What is needed: Only an exact repetition of every entry counts as the answer.

Records to use:
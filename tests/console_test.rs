//! Integration tests for the interactive console, driven by scripted input

use players_selection::{console::Console, storage::*, DatabaseConfig, PlayerId, ScoreId};
use tempfile::TempDir;

fn create_test_db() -> (TempDir, Database) {
    let dir = tempfile::tempdir().unwrap();
    let config = DatabaseConfig {
        url: format!("sqlite://{}", dir.path().join("players.db").display()),
        username: "admin".to_string(),
        password: "secret".to_string(),
    };
    let db = Database::new(&config).unwrap();
    db.initialize().unwrap();
    (dir, db)
}

/// Run a full session over `input` and return everything written to the console.
fn run_session(db: &Database, input: &str) -> String {
    let mut out = Vec::new();
    Console::new(db, input.as_bytes(), &mut out).run().unwrap();
    String::from_utf8(out).unwrap()
}

#[test]
fn test_exit_immediately() {
    let (_dir, db) = create_test_db();
    let out = run_session(&db, "0\n");

    assert!(out.starts_with("Select an option:"));
    assert!(out.ends_with("Exiting the application.\n"));
}

#[test]
fn test_end_of_input_exits() {
    let (_dir, db) = create_test_db();
    let out = run_session(&db, "");
    assert!(out.contains("Exiting the application."));
}

#[test]
fn test_invalid_menu_input_reprompts() {
    let (_dir, db) = create_test_db();
    let out = run_session(&db, "abc\n9\n0\n");

    assert!(out.contains("Invalid input!"));
    assert!(out.contains("Invalid option!"));
    assert_eq!(out.matches("Select an option:").count(), 3);
}

#[test]
fn test_end_to_end_session() {
    let (_dir, db) = create_test_db();
    let input = "1\nRao\nMI\n\
                 2\n1\n42\n\
                 3\n1\n\nCSK\n\
                 5\n1\n\
                 0\n";
    let out = run_session(&db, input);

    assert!(out.contains("Player added successfully with ID 1."));
    assert!(out.contains("Score added successfully with ID 1."));
    assert!(out.contains("Player [id=1, name=Rao, domesticTeam=MI, average=0]"));
    assert!(out.contains("Player updated successfully."));
    assert!(out.contains("Player deleted successfully."));

    assert!(PlayerStore::new(&db)
        .find_player(PlayerId::new(1))
        .unwrap()
        .is_none());
    assert!(ScoreStore::new(&db)
        .find_score(ScoreId::new(1))
        .unwrap()
        .is_none());
}

#[test]
fn test_update_player_blank_keeps_values() {
    let (_dir, db) = create_test_db();
    let players = PlayerStore::new(&db);
    let id = players.add_player("Rao", "MI").unwrap();

    let out = run_session(&db, &format!("3\n{id}\n\n\n0\n"));

    assert!(out.contains("Player updated successfully."));
    let player = players.find_player(id).unwrap().unwrap();
    assert_eq!(player.name, "Rao");
    assert_eq!(player.domestic_team, "MI");
}

#[test]
fn test_update_player_name_only() {
    let (_dir, db) = create_test_db();
    let players = PlayerStore::new(&db);
    let id = players.add_player("Rao", "MI").unwrap();

    run_session(&db, &format!("3\n{id}\nSharma\n\n0\n"));

    let player = players.find_player(id).unwrap().unwrap();
    assert_eq!(player.name, "Sharma");
    assert_eq!(player.domestic_team, "MI");
}

#[test]
fn test_update_score_blank_and_value() {
    let (_dir, db) = create_test_db();
    let player_id = PlayerStore::new(&db).add_player("Rao", "MI").unwrap();
    let scores = ScoreStore::new(&db);
    let id = scores.add_score(player_id, 42).unwrap();

    let out = run_session(&db, &format!("4\n{id}\n\n0\n"));
    assert!(out.contains("Score [id=1, playerId=1, score=42]"));
    assert_eq!(scores.find_score(id).unwrap().unwrap().score, 42);

    run_session(&db, &format!("4\n{id}\n77\n0\n"));
    assert_eq!(scores.find_score(id).unwrap().unwrap().score, 77);
}

#[test]
fn test_missing_ids_report_not_found() {
    let (_dir, db) = create_test_db();
    let player_id = PlayerStore::new(&db).add_player("Rao", "MI").unwrap();

    let out = run_session(&db, "3\n99\n4\n99\n5\n99\n6\n99\n0\n");

    assert_eq!(out.matches("Player not found!").count(), 2);
    assert_eq!(out.matches("Score not found!").count(), 2);
    // Nothing else was touched
    let player = PlayerStore::new(&db).find_player(player_id).unwrap().unwrap();
    assert_eq!(player.name, "Rao");
}

#[test]
fn test_malformed_field_input_does_not_end_session() {
    let (_dir, db) = create_test_db();
    let player_id = PlayerStore::new(&db).add_player("Rao", "MI").unwrap();
    let scores = ScoreStore::new(&db);
    let id = scores.add_score(player_id, 42).unwrap();

    let out = run_session(&db, &format!("2\nx\n4\n{id}\nlots\n0\n"));

    assert_eq!(out.matches("Invalid input!").count(), 2);
    assert!(out.ends_with("Exiting the application.\n"));
    assert_eq!(scores.find_score(id).unwrap().unwrap().score, 42);
}

#[test]
fn test_store_error_is_reported_and_loop_continues() {
    let (_dir, db) = create_test_db();

    // No player 5, so the foreign key rejects the insert
    let out = run_session(&db, "2\n5\n10\n1\nRao\nMI\n0\n");

    assert!(out.contains("Error: Database error"));
    assert!(out.contains("Player added successfully with ID 1."));
}

#[test]
fn test_delete_score_via_menu() {
    let (_dir, db) = create_test_db();
    let player_id = PlayerStore::new(&db).add_player("Rao", "MI").unwrap();
    let scores = ScoreStore::new(&db);
    let id = scores.add_score(player_id, 42).unwrap();

    let out = run_session(&db, &format!("6\n{id}\n0\n"));

    assert!(out.contains("Score deleted successfully."));
    assert!(scores.find_score(id).unwrap().is_none());
    assert!(PlayerStore::new(&db).find_player(player_id).unwrap().is_some());
}

#[test]
fn test_non_utf8_menu_input_reprompts() {
    let (_dir, db) = create_test_db();
    let mut out = Vec::new();
    Console::new(&db, &b"\xff\xfe\n1\nRao\nMI\n0\n"[..], &mut out)
        .run()
        .unwrap();
    let out = String::from_utf8(out).unwrap();

    assert!(out.contains("Invalid input!"));
    assert!(out.contains("Player added successfully with ID 1."));
    assert!(out.ends_with("Exiting the application.\n"));
}

#[test]
fn test_non_utf8_field_input_abandons_operation() {
    let (_dir, db) = create_test_db();
    let mut out = Vec::new();
    Console::new(&db, &b"1\n\xffRao\nMI\n0\n"[..], &mut out)
        .run()
        .unwrap();
    let out = String::from_utf8(out).unwrap();

    assert!(out.contains("Invalid input!"));
    assert!(!out.contains("Player added successfully"));
    assert!(PlayerStore::new(&db)
        .find_player(PlayerId::new(1))
        .unwrap()
        .is_none());
}

#[test]
fn test_delete_player_via_menu_removes_scores() {
    let (_dir, db) = create_test_db();
    let player_id = PlayerStore::new(&db).add_player("Rao", "MI").unwrap();
    let scores = ScoreStore::new(&db);
    scores.add_score(player_id, 1).unwrap();
    scores.add_score(player_id, 2).unwrap();

    let out = run_session(&db, &format!("5\n{player_id}\n0\n"));

    assert!(out.contains("Player deleted successfully."));
    assert!(scores.scores_for_player(player_id).unwrap().is_empty());
}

Answer section:
filename tests/console_test.rs
//! Integration tests for the interactive console, driven by scripted input

use players_selection::{console::Console, storage::*, DatabaseConfig, PlayerId, ScoreId};
use tempfile::TempDir;

fn create_test_db() -> (TempDir, Database) {
    let dir = tempfile::tempdir().unwrap();
    let config = DatabaseConfig {
        url: format!("sqlite://{}", dir.path().join("players.db").display()),
        username: "admin".to_string(),
        password: "secret".to_string(),
    };
    let db = Database::new(&config).unwrap();
    db.initialize().unwrap();
    (dir, db)
}

/// Run a full session over `input` and return everything written to the console.
fn run_session(db: &Database, input: &str) -> String {
    let mut out = Vec::new();
    Console::new(db, input.as_bytes(), &mut out).run().unwrap();
    String::from_utf8(out).unwrap()
}

#[test]
fn test_exit_immediately() {
    let (_dir, db) = create_test_db();
    let out = run_session(&db, "0\n");

    assert!(out.starts_with("Select an option:"));
    assert!(out.ends_with("Exiting the application.\n"));
}

#[test]
fn test_end_of_input_exits() {
    let (_dir, db) = create_test_db();
    let out = run_session(&db, "");
    assert!(out.contains("Exiting the application."));
}

#[test]
fn test_invalid_menu_input_reprompts() {
    let (_dir, db) = create_test_db();
    let out = run_session(&db, "abc\n9\n0\n");

    assert!(out.contains("Invalid input!"));
    assert!(out.contains("Invalid option!"));
    assert_eq!(out.matches("Select an option:").count(), 3);
}

#[test]
fn test_end_to_end_session() {
    let (_dir, db) = create_test_db();
    let input = "1\nRao\nMI\n\
                 2\n1\n42\n\
                 3\n1\n\nCSK\n\
                 5\n1\n\
                 0\n";
    let out = run_session(&db, input);

    assert!(out.contains("Player added successfully with ID 1."));
    assert!(out.contains("Score added successfully with ID 1."));
    assert!(out.contains("Player [id=1, name=Rao, domesticTeam=MI, average=0]"));
    assert!(out.contains("Player updated successfully."));
    assert!(out.contains("Player deleted successfully."));

    assert!(PlayerStore::new(&db)
        .find_player(PlayerId::new(1))
        .unwrap()
        .is_none());
    assert!(ScoreStore::new(&db)
        .find_score(ScoreId::new(1))
        .unwrap()
        .is_none());
}

#[test]
fn test_update_player_blank_keeps_values() {
    let (_dir, db) = create_test_db();
    let players = PlayerStore::new(&db);
    let id = players.add_player("Rao", "MI").unwrap();

    let out = run_session(&db, &format!("3\n{id}\n\n\n0\n"));

    assert!(out.contains("Player updated successfully."));
    let player = players.find_player(id).unwrap().unwrap();
    assert_eq!(player.name, "Rao");
    assert_eq!(player.domestic_team, "MI");
}

#[test]
fn test_update_player_name_only() {
    let (_dir, db) = create_test_db();
    let players = PlayerStore::new(&db);
    let id = players.add_player("Rao", "MI").unwrap();

    run_session(&db, &format!("3\n{id}\nSharma\n\n0\n"));

    let player = players.find_player(id).unwrap().unwrap();
    assert_eq!(player.name, "Sharma");
    assert_eq!(player.domestic_team, "MI");
}

#[test]
fn test_update_score_blank_and_value() {
    let (_dir, db) = create_test_db();
    let player_id = PlayerStore::new(&db).add_player("Rao", "MI").unwrap();
    let scores = ScoreStore::new(&db);
    let id = scores.add_score(player_id, 42).unwrap();

    let out = run_session(&db, &format!("4\n{id}\n\n0\n"));
    assert!(out.contains("Score [id=1, playerId=1, score=42]"));
    assert_eq!(scores.find_score(id).unwrap().unwrap().score, 42);

    run_session(&db, &format!("4\n{id}\n77\n0\n"));
    assert_eq!(scores.find_score(id).unwrap().unwrap().score, 77);
}

#[test]
fn test_missing_ids_report_not_found() {
    let (_dir, db) = create_test_db();
    let player_id = PlayerStore::new(&db).add_player("Rao", "MI").unwrap();

    let out = run_session(&db, "3\n99\n4\n99\n5\n99\n6\n99\n0\n");

    assert_eq!(out.matches("Player not found!").count(), 2);
    assert_eq!(out.matches("Score not found!").count(), 2);
    // Nothing else was touched
    let player = PlayerStore::new(&db).find_player(player_id).unwrap().unwrap();
    assert_eq!(player.name, "Rao");
}

#[test]
fn test_malformed_field_input_does_not_end_session() {
    let (_dir, db) = create_test_db();
    let player_id = PlayerStore::new(&db).add_player("Rao", "MI").unwrap();
    let scores = ScoreStore::new(&db);
    let id = scores.add_score(player_id, 42).unwrap();

    let out = run_session(&db, &format!("2\nx\n4\n{id}\nlots\n0\n"));

    assert_eq!(out.matches("Invalid input!").count(), 2);
    assert!(out.ends_with("Exiting the application.\n"));
    assert_eq!(scores.find_score(id).unwrap().unwrap().score, 42);
}

#[test]
fn test_store_error_is_reported_and_loop_continues() {
    let (_dir, db) = create_test_db();

    // No player 5, so the foreign key rejects the insert
    let out = run_session(&db, "2\n5\n10\n1\nRao\nMI\n0\n");

    assert!(out.contains("Error: Database error"));
    assert!(out.contains("Player added successfully with ID 1."));
}

#[test]
fn test_delete_score_via_menu() {
    let (_dir, db) = create_test_db();
    let player_id = PlayerStore::new(&db).add_player("Rao", "MI").unwrap();
    let scores = ScoreStore::new(&db);
    let id = scores.add_score(player_id, 42).unwrap();

    let out = run_session(&db, &format!("6\n{id}\n0\n"));

    assert!(out.contains("Score deleted successfully."));
    assert!(scores.find_score(id).unwrap().is_none());
    assert!(PlayerStore::new(&db).find_player(player_id).unwrap().is_some());
}

#[test]
fn test_non_utf8_menu_input_reprompts() {
    let (_dir, db) = create_test_db();
    let mut out = Vec::new();
    Console::new(&db, &b"\xff\xfe\n1\nRao\nMI\n0\n"[..], &mut out)
        .run()
        .unwrap();
    let out = String::from_utf8(out).unwrap();

    assert!(out.contains("Invalid input!"));
    assert!(out.contains("Player added successfully with ID 1."));
    assert!(out.ends_with("Exiting the application.\n"));
}

#[test]
fn test_non_utf8_field_input_abandons_operation() {
    let (_dir, db) = create_test_db();
    let mut out = Vec::new();
    Console::new(&db, &b"1\n\xffRao\nMI\n0\n"[..], &mut out)
        .run()
        .unwrap();
    let out = String::from_utf8(out).unwrap();

    assert!(out.contains("Invalid input!"));
    assert!(!out.contains("Player added successfully"));
    assert!(PlayerStore::new(&db)
        .find_player(PlayerId::new(1))
        .unwrap()
        .is_none());
}

#[test]
fn test_delete_player_via_menu_removes_scores() {
    let (_dir, db) = create_test_db();
    let player_id = PlayerStore::new(&db).add_player("Rao", "MI").unwrap();
    let scores = ScoreStore::new(&db);
    scores.add_score(player_id, 1).unwrap();
    scores.add_score(player_id, 2).unwrap();

    let out = run_session(&db, &format!("5\n{player_id}\n0\n"));

    assert!(out.contains("Player deleted successfully."));
    assert!(scores.scores_for_player(player_id).unwrap().is_empty());
}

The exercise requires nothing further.